» **TASK DESCRIPTION**: Pull out of the data below the stretch of lines bounded by the one containing "let Some(winner) = winner" and the one containing "match Human.choose(&track, seat, session.position())?", both bounds included, unchanged.

» **PROVIDED ENTRIES**:
---

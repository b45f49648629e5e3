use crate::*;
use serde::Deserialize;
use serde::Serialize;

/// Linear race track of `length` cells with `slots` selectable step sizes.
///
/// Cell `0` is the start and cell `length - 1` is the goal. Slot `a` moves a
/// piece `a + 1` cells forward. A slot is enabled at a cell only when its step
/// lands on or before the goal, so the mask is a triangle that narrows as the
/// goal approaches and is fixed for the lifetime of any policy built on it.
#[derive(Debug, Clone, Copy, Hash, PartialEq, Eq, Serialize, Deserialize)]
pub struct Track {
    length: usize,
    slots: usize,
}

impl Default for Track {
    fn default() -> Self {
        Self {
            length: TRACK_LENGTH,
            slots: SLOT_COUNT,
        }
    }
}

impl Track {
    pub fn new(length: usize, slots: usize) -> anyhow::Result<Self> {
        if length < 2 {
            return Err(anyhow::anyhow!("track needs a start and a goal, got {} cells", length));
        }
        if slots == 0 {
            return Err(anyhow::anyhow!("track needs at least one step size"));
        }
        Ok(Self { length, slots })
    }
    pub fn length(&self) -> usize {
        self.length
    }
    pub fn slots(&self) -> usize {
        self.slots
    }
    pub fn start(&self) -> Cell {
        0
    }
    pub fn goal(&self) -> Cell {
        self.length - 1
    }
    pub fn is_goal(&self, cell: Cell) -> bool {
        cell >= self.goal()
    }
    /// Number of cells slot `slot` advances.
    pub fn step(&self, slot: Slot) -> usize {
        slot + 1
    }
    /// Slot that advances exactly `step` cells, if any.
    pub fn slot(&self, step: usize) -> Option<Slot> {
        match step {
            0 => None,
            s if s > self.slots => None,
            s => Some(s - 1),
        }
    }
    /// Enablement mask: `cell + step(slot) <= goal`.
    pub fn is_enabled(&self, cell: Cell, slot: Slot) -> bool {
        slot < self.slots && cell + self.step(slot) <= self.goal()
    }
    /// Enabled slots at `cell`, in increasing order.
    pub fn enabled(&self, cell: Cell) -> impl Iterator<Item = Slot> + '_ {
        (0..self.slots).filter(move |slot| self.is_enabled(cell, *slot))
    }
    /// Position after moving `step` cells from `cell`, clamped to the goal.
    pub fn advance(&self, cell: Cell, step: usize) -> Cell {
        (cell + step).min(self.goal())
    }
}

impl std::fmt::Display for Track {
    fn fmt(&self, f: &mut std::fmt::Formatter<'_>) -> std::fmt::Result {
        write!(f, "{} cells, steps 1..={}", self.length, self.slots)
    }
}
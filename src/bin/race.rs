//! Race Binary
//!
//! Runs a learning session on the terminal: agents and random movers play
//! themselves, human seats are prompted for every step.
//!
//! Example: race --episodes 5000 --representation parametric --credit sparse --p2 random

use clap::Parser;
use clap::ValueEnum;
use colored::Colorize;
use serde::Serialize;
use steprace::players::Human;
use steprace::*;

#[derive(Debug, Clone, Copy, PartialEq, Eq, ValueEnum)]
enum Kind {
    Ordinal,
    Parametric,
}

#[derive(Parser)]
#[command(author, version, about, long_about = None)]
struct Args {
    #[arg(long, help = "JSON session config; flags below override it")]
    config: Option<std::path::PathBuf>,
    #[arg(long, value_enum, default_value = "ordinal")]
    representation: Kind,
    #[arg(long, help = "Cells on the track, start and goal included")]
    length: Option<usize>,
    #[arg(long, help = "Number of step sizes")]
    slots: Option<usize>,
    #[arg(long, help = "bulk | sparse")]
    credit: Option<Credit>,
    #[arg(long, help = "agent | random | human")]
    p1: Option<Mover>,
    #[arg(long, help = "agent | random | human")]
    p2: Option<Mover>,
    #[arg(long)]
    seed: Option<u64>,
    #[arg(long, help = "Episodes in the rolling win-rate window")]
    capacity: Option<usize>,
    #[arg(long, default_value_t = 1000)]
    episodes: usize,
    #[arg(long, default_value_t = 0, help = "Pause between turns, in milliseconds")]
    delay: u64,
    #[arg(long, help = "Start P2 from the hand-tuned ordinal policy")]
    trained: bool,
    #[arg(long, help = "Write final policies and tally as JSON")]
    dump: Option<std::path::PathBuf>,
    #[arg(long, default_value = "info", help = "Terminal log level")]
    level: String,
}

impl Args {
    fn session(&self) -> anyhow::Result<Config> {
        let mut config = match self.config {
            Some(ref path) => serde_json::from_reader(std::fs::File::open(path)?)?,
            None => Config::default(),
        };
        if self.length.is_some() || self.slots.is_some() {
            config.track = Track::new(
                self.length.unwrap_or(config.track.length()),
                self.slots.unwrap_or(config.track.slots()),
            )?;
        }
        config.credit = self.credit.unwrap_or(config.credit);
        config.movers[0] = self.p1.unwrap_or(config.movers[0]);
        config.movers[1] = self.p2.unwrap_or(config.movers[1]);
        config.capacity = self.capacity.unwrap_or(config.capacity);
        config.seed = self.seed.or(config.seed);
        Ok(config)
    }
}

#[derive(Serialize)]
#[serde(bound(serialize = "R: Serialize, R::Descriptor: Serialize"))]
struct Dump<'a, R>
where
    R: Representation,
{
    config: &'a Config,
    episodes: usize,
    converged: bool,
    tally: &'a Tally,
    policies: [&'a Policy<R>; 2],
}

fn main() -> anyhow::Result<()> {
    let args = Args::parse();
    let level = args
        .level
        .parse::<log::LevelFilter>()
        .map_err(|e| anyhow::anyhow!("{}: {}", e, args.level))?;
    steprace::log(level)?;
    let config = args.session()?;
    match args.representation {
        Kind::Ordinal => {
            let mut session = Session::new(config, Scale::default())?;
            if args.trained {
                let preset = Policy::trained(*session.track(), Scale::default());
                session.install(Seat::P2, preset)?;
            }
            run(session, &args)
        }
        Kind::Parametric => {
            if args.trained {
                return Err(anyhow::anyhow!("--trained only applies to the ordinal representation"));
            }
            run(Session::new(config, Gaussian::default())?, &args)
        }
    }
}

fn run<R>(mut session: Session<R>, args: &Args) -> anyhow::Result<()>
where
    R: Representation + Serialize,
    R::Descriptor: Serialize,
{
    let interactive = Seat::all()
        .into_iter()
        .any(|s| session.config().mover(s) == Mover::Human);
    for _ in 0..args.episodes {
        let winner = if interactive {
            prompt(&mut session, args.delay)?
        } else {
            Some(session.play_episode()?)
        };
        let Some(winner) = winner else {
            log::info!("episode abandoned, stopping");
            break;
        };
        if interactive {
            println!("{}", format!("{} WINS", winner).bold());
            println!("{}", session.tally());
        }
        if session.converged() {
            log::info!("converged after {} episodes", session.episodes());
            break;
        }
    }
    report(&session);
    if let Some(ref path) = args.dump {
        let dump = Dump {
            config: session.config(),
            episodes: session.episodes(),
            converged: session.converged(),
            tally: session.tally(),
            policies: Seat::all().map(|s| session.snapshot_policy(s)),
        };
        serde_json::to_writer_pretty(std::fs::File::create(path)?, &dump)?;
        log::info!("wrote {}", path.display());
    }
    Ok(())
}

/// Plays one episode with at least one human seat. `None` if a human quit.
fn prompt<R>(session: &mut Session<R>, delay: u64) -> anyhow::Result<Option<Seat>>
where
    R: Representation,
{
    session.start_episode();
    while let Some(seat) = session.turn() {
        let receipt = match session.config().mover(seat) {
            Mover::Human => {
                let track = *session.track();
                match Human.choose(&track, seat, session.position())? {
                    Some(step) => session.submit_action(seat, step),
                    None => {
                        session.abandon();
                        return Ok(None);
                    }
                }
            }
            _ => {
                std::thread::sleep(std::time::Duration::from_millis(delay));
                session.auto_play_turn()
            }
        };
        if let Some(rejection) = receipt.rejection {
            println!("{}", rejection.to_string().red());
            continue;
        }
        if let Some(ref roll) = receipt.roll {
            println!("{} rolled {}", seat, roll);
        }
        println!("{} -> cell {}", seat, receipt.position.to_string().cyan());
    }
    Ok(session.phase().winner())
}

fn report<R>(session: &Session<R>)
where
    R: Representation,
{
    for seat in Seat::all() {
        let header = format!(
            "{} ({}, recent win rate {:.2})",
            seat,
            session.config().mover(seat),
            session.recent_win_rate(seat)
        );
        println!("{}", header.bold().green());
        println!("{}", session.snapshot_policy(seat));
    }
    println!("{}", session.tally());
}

---

» **OUTPUT FOR THIS EXERCISE**:
        let Some(winner) = winner else {
            log::info!("episode abandoned, stopping");
            break;
        };
        if interactive {
            println!("{}", format!("{} WINS", winner).bold());
            println!("{}", session.tally());
        }
        if session.converged() {
            log::info!("converged after {} episodes", session.episodes());
            break;
        }
    }
    report(&session);
    if let Some(ref path) = args.dump {
        let dump = Dump {
            config: session.config(),
            episodes: session.episodes(),
            converged: session.converged(),
            tally: session.tally(),
            policies: Seat::all().map(|s| session.snapshot_policy(s)),
        };
        serde_json::to_writer_pretty(std::fs::File::create(path)?, &dump)?;
        log::info!("wrote {}", path.display());
    }
    Ok(())
}

/// Plays one episode with at least one human seat. `None` if a human quit.
fn prompt<R>(session: &mut Session<R>, delay: u64) -> anyhow::Result<Option<Seat>>
where
    R: Representation,
{
    session.start_episode();
    while let Some(seat) = session.turn() {
        let receipt = match session.config().mover(seat) {
            Mover::Human => {
                let track = *session.track();
                match Human.choose(&track, seat, session.position())? {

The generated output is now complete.